Western video game publishers chasing the Chinese market were just hit with a massive setback as the Chinese government announced new regulations for minors. The New York Times reports in addition to a 10pm digital curfew, children will have limitations placed on how much they can spend and how long they can play per day.
Unless the Chinese desire to earn the ire of their government children will be limited to playing 90 minutes per day on weekdays, but can enjoy a generous 3 hours of play on the weekend and holidays. For Western companies greedily rubbing their hands together at the idea this will mean microtransaction time savers will be in extreme demand there is disappointment coming. The new regulations limit the amount of money children can spend from between $28 at younger ages to $57 at older ages, per month. That’s right, not a day, not a week; children the most easily exploited group in gaming are limited to $57 a month or $1.90 a day on all skins, time savors, loot boxes, etc.
Analysts and parents already are arguing children will find a way around these new regulations, but that might not be as easy as it sounds. In the West it is a “duh” moment, if you can’t buy it have an adult buy it for you or work around parental controls. In China where there is a social credit system, how many parents are going to be willing to allow their children to use their ID as children must now use their real names for their accounts?

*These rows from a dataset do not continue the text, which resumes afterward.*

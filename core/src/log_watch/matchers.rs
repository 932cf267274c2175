//! Ordered console-line matchers.
//!
//! First match wins, so order is significant: the engine-injected marker
//! lines must be checked before the kill/death patterns, which are loose
//! enough to match arbitrary chat. Unmatched lines are dropped by the
//! caller.
//!
//! The markers are emitted by config the engine itself installs: every
//! per-class config echoes `class_spawn`, so a committed class change is
//! observable even though the game never logs one.

use chrono::{Local, NaiveDateTime};
use regex::Regex;

use crate::events::{GameEvent, PlayerClass};

/// Prefix of every engine-injected marker line.
pub const MARKER_PREFIX: &str = "[havoc]";

/// The line a per-class config must echo on spawn.
pub fn class_spawn_marker(class: PlayerClass) -> String {
    format!("{MARKER_PREFIX} class_spawn {}", class.token())
}

/// The line the class menu hook echoes on selection.
pub fn class_pick_marker(class: PlayerClass) -> String {
    format!("{MARKER_PREFIX} class_pick {}", class.token())
}

pub struct LineMatchers {
    class_spawn: Regex,
    class_pick: Regex,
    map_changed: Regex,
    suicided: Regex,
    died: Regex,
    killed: Regex,
}

impl LineMatchers {
    pub fn new() -> Result<Self, regex::Error> {
        Ok(Self {
            class_spawn: Regex::new(r"^\[havoc\] class_spawn (\w+)$")?,
            class_pick: Regex::new(r"^\[havoc\] class_pick (\w+)$")?,
            map_changed: Regex::new(r"^Map: (\S+)$")?,
            suicided: Regex::new(r"^(.+) suicided\.$")?,
            died: Regex::new(r"^(.+) died\.$")?,
            killed: Regex::new(r"^(.+) killed (.+) with (\S+)\.( \(crit\))?$")?,
        })
    }

    /// Classify one log line against the ordered matcher list.
    pub fn classify(&self, line: &str) -> Option<GameEvent> {
        self.classify_at(line, Local::now().naive_local())
    }

    pub fn classify_at(&self, line: &str, timestamp: NaiveDateTime) -> Option<GameEvent> {
        if let Some(caps) = self.class_spawn.captures(line) {
            let class = PlayerClass::from_token(&caps[1])?;
            return Some(GameEvent::ClassChanged { class, timestamp });
        }
        if let Some(caps) = self.class_pick.captures(line) {
            let class = PlayerClass::from_token(&caps[1])?;
            return Some(GameEvent::ClassSelected { class, timestamp });
        }
        if let Some(caps) = self.map_changed.captures(line) {
            return Some(GameEvent::MapChanged {
                map: caps[1].to_string(),
                timestamp,
            });
        }
        if let Some(caps) = self.suicided.captures(line) {
            return Some(GameEvent::PlayerSuicided {
                player: caps[1].to_string(),
                timestamp,
            });
        }
        if let Some(caps) = self.died.captures(line) {
            return Some(GameEvent::PlayerDied {
                player: caps[1].to_string(),
                timestamp,
            });
        }
        if let Some(caps) = self.killed.captures(line) {
            return Some(GameEvent::PlayerKilled {
                killer: caps[1].to_string(),
                victim: caps[2].to_string(),
                weapon: caps[3].to_string(),
                crit: caps.get(4).is_some(),
                timestamp,
            });
        }
        None
    }
}
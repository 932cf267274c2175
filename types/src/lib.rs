//! Shared configuration and status types for HAVOC.
//!
//! These types cross the boundary between the engine crate and embedding
//! applications (protocol adapters, UIs), so they are plain serde-able data
//! with no engine dependencies.

pub mod settings;
pub mod spec;
pub mod status;

pub use settings::{EngineSettings, RespawnSettings};
pub use spec::{Condition, EffectSpec};
pub use status::EffectStatus;
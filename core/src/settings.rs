//! Engine settings persistence.

use thiserror::Error;

use havoc_types::EngineSettings;

const APP_NAME: &str = "havoc";
const CONFIG_NAME: &str = "engine";

#[derive(Debug, Error)]
pub enum SettingsError {
    #[error("settings load/store failed: {0}")]
    Confy(#[from] confy::ConfyError),
}

/// Load the engine settings, creating a defaulted file on first run.
pub fn load() -> Result<EngineSettings, SettingsError> {
    Ok(confy::load(APP_NAME, Some(CONFIG_NAME))?)
}

pub fn store(settings: &EngineSettings) -> Result<(), SettingsError> {
    Ok(confy::store(APP_NAME, Some(CONFIG_NAME), settings)?)
}
//! Trait definitions for external collaborators

use async_trait::async_trait;
use rust_decimal::Decimal;

use super::errors::Result;
use crate::feed::types::{OddsFilter, Page};
use crate::odds::arbitrage::ArbitrageOpportunity;
use crate::odds::movement::DroppingOdds;

/// Wallet/ledger service that moves money when a slip is confirmed
///
/// The engine validates locally first and only then calls `deduct`. A failure
/// here aborts the whole confirmation.
#[cfg_attr(test, mockall::automock)]
#[async_trait]
pub trait FundsGateway: Send + Sync {
    /// Deduct `amount` from the user's available funds
    async fn deduct(&self, amount: Decimal) -> Result<()>;
}

/// Remote provider of odds lists
///
/// Implementations typically wrap an HTTP API. The engine never constructs
/// these itself; see [`crate::feed::OddsFeed`] for the single-flight wrapper.
#[async_trait]
pub trait OddsSource: Send + Sync {
    /// Fetch dropping-odds rows matching the filter
    async fn fetch_dropping(&self, filter: &OddsFilter) -> Result<Page<DroppingOdds>>;

    /// Fetch pre-computed arbitrage rows matching the filter
    ///
    /// Rows must carry the same field set as locally computed
    /// [`ArbitrageOpportunity`] values.
    async fn fetch_arbitrage(&self, filter: &OddsFilter) -> Result<Page<ArbitrageOpportunity>>;
}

Risking their social credit scores for excessive video game play if the government doesn’t wise up to what’s going on or for allowing your child to skirt the law.
One parent talking to the Times noted that this will mean his child will just play more offline games, so until China implements an always online requirement for all their games or until tracking software will be utilized in all consoles, children will have alternatives. This doesn’t bode well for Western publishers looking to tap the Chinese market as all microtransactions will require an online connection and will be counted against their spending limit.
Yang Bingden offered the most sensible answer to the problem: that instead of focusing on making things illegal and regulating them, they should be developing alternatives for children to engage in. Though equally, he’s the parent so shouldn’t it be his job to find alternatives for his son? Critics and the Western industry will scoff at the notion that in the zeitgeist of the west the notion of our consumerist way of life is being rethought and questioned.
Increasingly the Chinese government views video games as a poison onto their culture. To understand this one needs to understand their president Xi Jinping. From a the leaked CIA profile we learned the man views consumerism and consumerist culture as a rot onto society that destroys traditional values that he sees as necessary for Chinese civilization to continue to exist. There is a certain logic to this, if deficit spending did not exist most U.S., states would be both bankrupt and failed today. Already Illinois, California, and New York City are heading to insolvency and default on their obligations. This dodging of responsibilities allows states to promote a consumerist culture of spend spend spend, without having to manage inflation or the economy with any level of care.
For the west a complete collapse will be something somewhat new. Aside from Weimar Germany’s hyper inflation and Venezuela’s socialist failings the West does not have many practical examples of a civilization collapsing. China in comparison has been in a state of conflict or under foreign rule more than it has enjoyed periods of stability. Like him or hate him his position draws from thousands of years of Chinese instability. To him the consumerist culture the West propagates is a threat to the moral fabric of his society that will lead them back to a period of instability. As a result he calls it publicly a poison and hates it regardless of how much his citizens disagree.
For Western consumers tired of the AAA industry’s shady monetization tactics that they increasingly view China as a dumping ground for, this is a boon. Not only does Xi Jinping hate the industry, but he especially hates the Western industry’s practices for their exploitative nature. As revenue continues to decline in the West the great hope of exploiting the Chinese has effectively died. Thanks in part to the social credit system and more so now under these new regulations.
How these new regulations will change the gaming industry will be seen in time. No doubt AAA companies are now in a panic as China dropped harsher regulations than any Western nation has contemplated in the pursuit of regulating microtransactions and loot boxes. Interesting times ahead.